Para quê "mudar" a história de Branca de Neve? Sobretudo quando apenas se muda para ser mais "giro"... Este texto foi publicado no Diário de Notícias (8 Abril), com o título 'A arte de contar uma história'.
Walt Disney terá dado várias voltas no túmulo... Não que Branca de Neve seja um exclusivo dos seus estúdios, tanto mais que o conto dos irmãos Grimm foi publicado em 1812, portanto 125 anos antes da longa-metragem Branca de Neve e os Sete Anões. Acontece que o imaginário da fábula é, para muitas gerações, indissociável deste filme. E não parece haver uma boa razão para “mudar” a história apenas para fingir que se é muito moderno...
Deparamos, afinal, com um vício de muito cinema contemporâneo: Espelho Meu, Espelho Meu, Há Alguém Mais Gira do que Eu? reduz a relação criativa com as memórias literárias e cinematográficas à fabricação de variações insólitas (incluindo o momento em que Branca de Neve recebe a maçã envenenada) que mascaram um problema de fundo. Ou seja: o (não) saber contar uma história.
O filme possui um trunfo forte no guarda-roupa de Eiko Ishioka, colaboradora de Paul Schrader (Mishima) e Francis Ford Coppola (Drácula) que aqui assinou o seu derradeiro trabalho (o filme é, aliás, dedicado à sua memória). Seja como for, não se trata de um problema de adereços, mas sim de uma débil conceptualização dramática que o realizador Tarsem Singh agrava através de uma deficiente direcção de actores. E não é nada agradável ver Julia Roberts “estrangulada” na personagem da Rainha, tentando garantir as emoções e tensões que nada, à sua volta, consegue sustentar.
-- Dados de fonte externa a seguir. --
// SPDX-License-Identifier: MIT
// Copyright (c) 2026 Alfred Jean LLC

//! fieldsync-core: Durable state for the fieldsync offline sync engine
//!
//! This crate provides the sync item model, the SQLite-backed sync item
//! store, and the local record database that the sync engine reconciles
//! against a remote server.

pub mod clock;
pub mod error;
pub mod filter;
pub mod history;
pub mod id;
pub mod item;
pub mod jsonl;
pub mod local;
pub mod records;
pub mod store;

pub use clock::{ClockSource, ManualClock, SystemClock};
pub use error::{Error, Result};
pub use filter::SyncFilter;
pub use history::{PassStatistics, SyncPass, PASS_HISTORY_LIMIT};
pub use item::{
    priority, ItemStatus, ItemType, NewSyncItem, QueueProgress, QueueStats, SyncItem,
    DEFAULT_MAX_RETRIES,
};
pub use local::{LocalDatabase, PendingCounts, StoredRecord};
pub use records::{AudioRecording, LocalRecord, RecordingSession, SensorDataRecord};
pub use store::SyncItemStore;
// SPDX-License-Identifier: MIT
// Copyright (c) 2026 Alfred Jean LLC

#![allow(clippy::unwrap_used)]

use super::*;
use crate::error::Error;

#[test]
fn id_has_prefix_and_hash() {
    let id = generate_id("s1", ItemType::Session, "rec-1", 1_000);
    assert!(id.starts_with("sq-"));
    assert_eq!(id.len(), "sq-".len() + 8);
    assert!(id[3..].chars().all(|c| c.is_ascii_hexdigit()));
}

#[test]
fn same_inputs_produce_distinct_ids() {
    let a = generate_id("s1", ItemType::SensorData, "r1,r2", 1_000);
    let b = generate_id("s1", ItemType::SensorData, "r1,r2", 1_000);
    assert_ne!(a, b);
}

#[test]
fn collision_appends_suffix() {
    let id = generate_unique_id("s1", ItemType::Audio, "a1", 1_000, |candidate| {
        Ok(!candidate.ends_with("-2"))
    })
    .unwrap();
    assert!(id.ends_with("-2"));
}

#[test]
fn collision_keeps_counting() {
    let id = generate_unique_id("s1", ItemType::Audio, "a1", 1_000, |candidate| {
        Ok(!candidate.ends_with("-4"))
    })
    .unwrap();
    assert!(id.ends_with("-4"));
}

#[test]
fn lookup_error_is_propagated() {
    let result = generate_unique_id("s1", ItemType::Audio, "a1", 1_000, |_| {
        Err(Error::Database(rusqlite::Error::InvalidQuery))
    });
    assert!(matches!(result, Err(Error::Database(_))));
}
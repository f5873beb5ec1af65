// SPDX-License-Identifier: MIT
// Copyright (c) 2026 Alfred Jean LLC

#![deny(unsafe_code)]
#![deny(clippy::unwrap_used)]
#![deny(clippy::expect_used)]

use clap::Parser;
use fieldsync::Cli;

#[tokio::main]
async fn main() {
    let cli = Cli::parse();
    if let Err(e) = fieldsync::run(cli).await {
        eprintln!("error: {}", e);
        std::process::exit(1);
    }
}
Enfim, regressa o drama dos títulos portugueses. Porquê explicitar o original (Mirror, Mirror), para mais transformando a expressão clássica, “mais bela do que eu”, no muito frívolo “mais gira do que eu”? Decididamente, se Walt Disney regressasse a este mundo, ficaria chocado com tantas liberdades criativas e perceberia que a sua arte corre o risco de não ter herdeiros.